La dinámica del debate y la participación acordó puntualizar que la reivindicación de la autonomía escolar representa una necesidad en la búsqueda de planteamientos y acciones encauzadas a la concreción de un Proyecto Educativo y Pedagógico Alternativo en el terreno de la polémica y la confrontación con el modelo educativo neoliberal y sus desastrosas consecuencias en el sistema educativo colombiano. Sin bien, la autonomía escolar ya esta definida normativamente en el artículo 77 de la Ley 115 de 1194; el reto actual para el Movimiento Pedagógico consiste en ampliar el significado de lo plasmado en la norma y avanzar en la praxis, lo que indica que más allá de su existencia normativa, lo que hace que la autonomía escolar verdaderamente exista en la práctica es su ejercicio efectivo, es decir, que no es suficiente que la autonomía escolar se decrete, es preciso que se ejerza como praxis ética, política y pedagógica.
Si bien, normativamente es necesario un marco jurídico que establezca unas condiciones de posibilidad para su ejercicio, el desarrollo de la autonomía escolar implica desencadenar cursos de saber y acción que desplieguen visiones y procesos que la consoliden. De modo que la autonomía escolar exige por un lado que se definan sus sentidos, significados y contenidos, vale decir su conceptualización; y por otro, situar esa conceptualización en el terreno de la acción, de la praxis,
donde la acción no es puro movimiento; son el conocimiento y teoría las bases fundamentales para definir el curso de la acción.

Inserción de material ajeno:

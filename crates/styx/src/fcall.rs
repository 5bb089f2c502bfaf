//! 9P protocol data types and constants.
//!
//! # Protocol
//! 9P2000/9P2000.u

use std::mem::{size_of, size_of_val};

use bitflags::bitflags;
use enum_primitive::*;

/// 9P2000 version string
pub const P92000: &str = "9P2000";

/// 9P2000.u version string
pub const P92000U: &str = "9P2000.u";

/// The version string that comes with RVersion when the server does not understand
/// the client's version string
pub const VERSION_UNKNOWN: &str = "unknown";

/*
 * 9P magic numbers
 */
/// Special tag which `TVersion`/`RVersion` must use as `tag`
pub const NOTAG: u16 = !0;

/// Special value which `TAttach` with no auth must use as `afid`
///
/// If the client does not wish to authenticate the connection, or knows that authentication is
/// not required, the afid field in the attach message should be set to `NOFID`
pub const NOFID: u32 = !0;

/// Special uid which `TAuth`/`TAttach` use as `n_uname` to indicate no uid is specified
pub const NONUNAME: u32 = !0;

/// Numeric id stored for a file whose owner, group or modifier is unknown
pub const NOUID: u32 = !0;

/// Ample room for `TWrite`/`RRead` header
///
/// size[4] TRead/TWrite[2] tag[2] fid[4] offset[8] count[4]
pub const IOHDRSZ: u32 = 24;

/// Largest negotiable message size
pub const MSIZE: u32 = 8192 + IOHDRSZ;

/// Maximum number of path components in a single `TWalk`
pub const MAXWELEM: usize = 16;

/// v9fs default port
pub const V9FS_PORT: u16 = 564;

/// The type of I/O
///
/// Open mode to be checked against the permissions for the file.
pub mod om {
    /// Open for read
    pub const READ: u8 = 0;
    /// Write
    pub const WRITE: u8 = 1;
    /// Read and write
    pub const RDWR: u8 = 2;
    /// Execute, == read but check execute permission
    pub const EXEC: u8 = 3;
    /// Or'ed in (except for exec), truncate file first
    pub const TRUNC: u8 = 16;
    /// Or'ed in, close on exec
    pub const CEXEC: u8 = 32;
    /// Or'ed in, remove on close
    pub const RCLOSE: u8 = 64;
}

/// Bits in Stat.mode
pub mod dm {
    /// Mode bit for directories
    pub const DIR: u32 = 0x80000000;
    /// Mode bit for append only files
    pub const APPEND: u32 = 0x40000000;
    /// Mode bit for exclusive use files
    pub const EXCL: u32 = 0x20000000;
    /// Mode bit for mounted channel
    pub const MOUNT: u32 = 0x10000000;
    /// Mode bit for authentication file
    pub const AUTH: u32 = 0x08000000;
    /// Mode bit for non-backed-up files
    pub const TMP: u32 = 0x04000000;
    /// Mode bit for read permission
    pub const READ: u32 = 0x4;
    /// Mode bit for write permission
    pub const WRITE: u32 = 0x2;
    /// Mode bit for execute permission
    pub const EXEC: u32 = 0x1;
}

bitflags! {
    /// Bits in QId.typ
    ///
    /// # Protocol
    /// 9P2000/9P2000.u
    #[derive(Copy, Debug, Default, Clone, PartialEq, Eq, PartialOrd, Ord)]
    pub struct QIdType: u8 {
        #[doc = "Type bit for directories"]
        const DIR       = 0x80;
        #[doc = "Type bit for append only files"]
        const APPEND    = 0x40;
        #[doc = "Type bit for exclusive use files"]
        const EXCL      = 0x20;
        #[doc = "Type bit for mounted channel"]
        const MOUNT     = 0x10;
        #[doc = "Type bit for authentication file"]
        const AUTH      = 0x08;
        #[doc = "Type bits for symbolic links (9P2000.u)"]
        const SYMLINK   = 0x02;
        #[doc = "Plain file"]
        const FILE      = 0x00;
    }
}

/// Server side data type for path tracking
///
/// The server's unique identification for the file being accessed
///
/// # Protocol
/// 9P2000/9P2000.u
#[derive(Copy, Clone, Debug, Default, PartialEq, Eq, PartialOrd, Ord)]
pub struct QId {
    /// Specify whether the file is a directory, append-only file, etc.
    pub typ: QIdType,
    /// Version number for a file; typically, it is incremented every time the file is modified
    pub version: u32,
    /// An integer which is unique among all files in the hierarchy
    pub path: u64,
}

impl QId {
    pub fn size(&self) -> u32 {
        (size_of::<u8>() + size_of::<u32>() + size_of::<u64>()) as u32
    }
}

/// Plan 9 namespace metadata (somewhat like a unix fstat)
///
/// NOTE: Defined as `Dir` in libc.h of Plan 9. The `ext`/`n_uid`/`n_gid`/
/// `n_muid` fields travel on the wire only when the connection speaks
/// 9P2000.u.
#[derive(Clone, Debug, Default, PartialEq, Eq, PartialOrd, Ord)]
pub struct Stat {
    /// Server type
    pub typ: u16,
    /// Server subtype
    pub dev: u32,
    /// Unique id from server
    pub qid: QId,
    /// Permissions
    pub mode: u32,
    /// Last read time
    pub atime: u32,
    /// Last write time
    pub mtime: u32,
    /// File length
    pub length: u64,
    /// Last element of path
    pub name: String,
    /// Owner name
    pub uid: String,
    /// Group name
    pub gid: String,
    /// Last modifier name
    pub muid: String,
    /// Special file data (9P2000.u)
    pub ext: String,
    /// Owner numeric id (9P2000.u)
    pub n_uid: u32,
    /// Group numeric id (9P2000.u)
    pub n_gid: u32,
    /// Last modifier numeric id (9P2000.u)
    pub n_muid: u32,
}

impl Stat {
    /// Number of bytes the stat occupies on the wire, excluding its own
    /// leading size[2] field.
    pub fn size(&self, dotu: bool) -> u16 {
        let mut size = size_of_val(&self.typ)
            + size_of_val(&self.dev)
            + self.qid.size() as usize
            + size_of_val(&self.mode)
            + size_of_val(&self.atime)
            + size_of_val(&self.mtime)
            + size_of_val(&self.length)
            + (size_of::<u16>() * 4)
            + self.name.len()
            + self.uid.len()
            + self.gid.len()
            + self.muid.len();

        if dotu {
            size += size_of::<u16>()
                + self.ext.len()
                + size_of_val(&self.n_uid)
                + size_of_val(&self.n_gid)
                + size_of_val(&self.n_muid);
        }

        size as u16
    }
}

/// Data type used in `RRead` and `TWrite`
///
/// # Protocol
/// 9P2000/9P2000.u
#[derive(Clone, Debug, Default, PartialEq, Eq, PartialOrd, Ord)]
pub struct Data(pub Vec<u8>);

enum_from_primitive! {
    #[doc = "Message type, 9P operations"]
    #[derive(Copy, Clone, Debug, PartialEq, Eq, PartialOrd, Ord)]
    pub enum MsgType {
        TVersion        = 100,
        RVersion,
        TAuth           = 102,
        RAuth,
        TAttach         = 104,
        RAttach,
        //TError        = 106,  // Illegal, never used
        RError          = 107,
        TFlush          = 108,
        RFlush,
        TWalk           = 110,
        RWalk,
        TOpen           = 112,
        ROpen,
        TCreate         = 114,
        RCreate,
        TRead           = 116,
        RRead,
        TWrite          = 118,
        RWrite,
        TClunk          = 120,
        RClunk,
        TRemove         = 122,
        RRemove,
        TStat           = 124,
        RStat,
        TWStat          = 126,
        RWStat,
    }
}

impl MsgType {
    /// If the message type is T-message
    pub fn is_t(&self) -> bool {
        !self.is_r()
    }

    /// If the message type is R-message
    pub fn is_r(&self) -> bool {
        use crate::MsgType::*;

        matches!(
            *self,
            RVersion
                | RAuth
                | RAttach
                | RError
                | RFlush
                | RWalk
                | ROpen
                | RCreate
                | RRead
                | RWrite
                | RClunk
                | RRemove
                | RStat
                | RWStat
        )
    }
}

impl<'a> From<&'a FCall> for MsgType {
    fn from(fcall: &'a FCall) -> MsgType {
        match *fcall {
            FCall::TVersion { .. } => MsgType::TVersion,
            FCall::RVersion { .. } => MsgType::RVersion,
            FCall::TAuth { .. } => MsgType::TAuth,
            FCall::RAuth { .. } => MsgType::RAuth,
            FCall::TAttach { .. } => MsgType::TAttach,
            FCall::RAttach { .. } => MsgType::RAttach,
            FCall::RError { .. } => MsgType::RError,
            FCall::TFlush { .. } => MsgType::TFlush,
            FCall::RFlush => MsgType::RFlush,
            FCall::TWalk { .. } => MsgType::TWalk,
            FCall::RWalk { .. } => MsgType::RWalk,
            FCall::TOpen { .. } => MsgType::TOpen,
            FCall::ROpen { .. } => MsgType::ROpen,
            FCall::TCreate { .. } => MsgType::TCreate,
            FCall::RCreate { .. } => MsgType::RCreate,
            FCall::TRead { .. } => MsgType::TRead,
            FCall::RRead { .. } => MsgType::RRead,
            FCall::TWrite { .. } => MsgType::TWrite,
            FCall::RWrite { .. } => MsgType::RWrite,
            FCall::TClunk { .. } => MsgType::TClunk,
            FCall::RClunk => MsgType::RClunk,
            FCall::TRemove { .. } => MsgType::TRemove,
            FCall::RRemove => MsgType::RRemove,
            FCall::TStat { .. } => MsgType::TStat,
            FCall::RStat { .. } => MsgType::RStat,
            FCall::TWStat { .. } => MsgType::TWStat,
            FCall::RWStat => MsgType::RWStat,
        }
    }
}

/// A data type encapsulating the various 9P messages
#[derive(Clone, Debug, PartialEq, Eq, PartialOrd, Ord)]
pub enum FCall {
    TVersion {
        msize: u32,
        version: String,
    },
    RVersion {
        msize: u32,
        version: String,
    },
    TAuth {
        afid: u32,
        uname: String,
        aname: String,
        /// Carried on the wire only under 9P2000.u; `NONUNAME` otherwise
        n_uname: u32,
    },
    RAuth {
        aqid: QId,
    },
    TAttach {
        fid: u32,
        afid: u32,
        uname: String,
        aname: String,
        /// Carried on the wire only under 9P2000.u; `NONUNAME` otherwise
        n_uname: u32,
    },
    RAttach {
        qid: QId,
    },
    RError {
        ename: String,
        /// Carried on the wire only under 9P2000.u
        errno: u32,
    },
    TFlush {
        oldtag: u16,
    },
    RFlush,
    TWalk {
        fid: u32,
        newfid: u32,
        wnames: Vec<String>,
    },
    RWalk {
        wqids: Vec<QId>,
    },
    TOpen {
        fid: u32,
        mode: u8,
    },
    ROpen {
        qid: QId,
        iounit: u32,
    },
    TCreate {
        fid: u32,
        name: String,
        perm: u32,
        mode: u8,
        /// Carried on the wire only under 9P2000.u
        ext: String,
    },
    RCreate {
        qid: QId,
        iounit: u32,
    },
    TRead {
        fid: u32,
        offset: u64,
        count: u32,
    },
    RRead {
        data: Data,
    },
    TWrite {
        fid: u32,
        offset: u64,
        data: Data,
    },
    RWrite {
        count: u32,
    },
    TClunk {
        fid: u32,
    },
    RClunk,
    TRemove {
        fid: u32,
    },
    RRemove,
    TStat {
        fid: u32,
    },
    RStat {
        stat: Stat,
    },
    TWStat {
        fid: u32,
        stat: Stat,
    },
    RWStat,
}

impl FCall {
    /// Get the fids which self contains
    pub fn fids(&self) -> Vec<u32> {
        match *self {
            FCall::TAttach { afid, .. } if afid != NOFID => vec![afid],
            FCall::TWalk { fid, .. } => vec![fid],
            FCall::TOpen { fid, .. } => vec![fid],
            FCall::TCreate { fid, .. } => vec![fid],
            FCall::TRead { fid, .. } => vec![fid],
            FCall::TWrite { fid, .. } => vec![fid],
            FCall::TClunk { fid } => vec![fid],
            FCall::TRemove { fid } => vec![fid],
            FCall::TStat { fid } => vec![fid],
            FCall::TWStat { fid, .. } => vec![fid],
            _ => Vec::new(),
        }
    }

    /// Get the newfid which self contains
    pub fn newfid(&self) -> Option<u32> {
        match *self {
            FCall::TAuth { afid, .. } => Some(afid),
            FCall::TAttach { fid, .. } => Some(fid),
            FCall::TWalk { newfid, .. } => Some(newfid),
            _ => None,
        }
    }

    /// Get the qids which self contains
    pub fn qids(&self) -> Vec<QId> {
        match *self {
            FCall::RAuth { aqid } => vec![aqid],
            FCall::RAttach { qid } => vec![qid],
            FCall::RWalk { ref wqids } => wqids.clone(),
            FCall::ROpen { qid, .. } => vec![qid],
            FCall::RCreate { qid, .. } => vec![qid],
            FCall::RStat { ref stat } => vec![stat.qid],
            _ => Vec::new(),
        }
    }
}

/// Envelope for 9P messages
#[derive(Clone, Debug, PartialEq, Eq, PartialOrd, Ord)]
pub struct Msg {
    /// Chosen and used by the client to identify the message.
    /// The reply to the message will have the same tag
    pub tag: u16,
    /// Message body encapsulating the various 9P messages
    pub body: FCall,
}

#[cfg(test)]
mod tests {
    use super::*;

    #[test]
    fn msg_type_polarity() {
        assert!(MsgType::TWalk.is_t());
        assert!(MsgType::RWalk.is_r());
        assert!(MsgType::TVersion.is_t());
        assert!(MsgType::RError.is_r());
    }

    #[test]
    fn stat_size_tracks_dotu() {
        let stat = Stat {
            name: "hello".to_owned(),
            uid: "alice".to_owned(),
            gid: "staff".to_owned(),
            ..Default::default()
        };

        // classic: 39 fixed bytes + four counted strings
        let classic = 39 + (2 + 5) + (2 + 5) + (2 + 5) + 2;
        assert_eq!(stat.size(false), classic as u16);
        // dotu adds ext[s] and three u32 ids
        assert_eq!(stat.size(true), (classic + 2 + 12) as u16);
    }

    #[test]
    fn newfid_extraction() {
        let walk = FCall::TWalk {
            fid: 1,
            newfid: 2,
            wnames: vec![],
        };
        assert_eq!(walk.newfid(), Some(2));
        assert_eq!(walk.fids(), vec![1]);

        let attach = FCall::TAttach {
            fid: 7,
            afid: NOFID,
            uname: "alice".to_owned(),
            aname: "".to_owned(),
            n_uname: NONUNAME,
        };
        assert_eq!(attach.newfid(), Some(7));
        assert!(attach.fids().is_empty());
    }
}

Pero hacer esas definiciones implica deslindar el concepto autonomía escolar, de usos indiscriminados, ilusorios y aparentes del termino autonomía institucional, utilizado frecuentemente en el ámbito del discurso educativo neoliberal, con el propósito de legitimar políticas que buscan descentralizar económicamente a las instituciones educativas hacia su autofinanciamiento, esto es el camino para la privatización. Lanzar las instituciones a conseguir recursos para su autofinanciamiento es impedirles el ejercicio de la autonomía escolar.
Autonomía escolar en el ámbito de la educación pública, exige que la financiación sea estatal, que las instituciones educativas no tengan que preocuparse por conseguir recursos económicos, sino que se preocupen por la tarea académica, cultural y social de lo que significa educar.
La autonomía escolar requiere ser matizada y categorizada. La autonomía escolar representa un ejercicio académico e intelectual asociado profundamente al direccionamiento que la comunidad educativa le da a su PEI, con la elaboración del currículo y con la participación democrática en el gobierno escolar. La autonomía escolar no es individual, ni es aislamiento, es poner en juego las dinámicas colectivas para regularse y constituir en conjunto los rumbos académicos y de vida a que aspiran las comunidades educativas y sus instituciones. La autonomía escolar se ejerce en la medida en que los integrantes de la comunidad educativa actúan en dinámicas colectivas y participativas y, de la mano del conocimiento definen el sentido de su quehacer escolar. De ahí, su importancia estratégica para el Movimiento Pedagógico y la lucha por la defensa de la educación publica.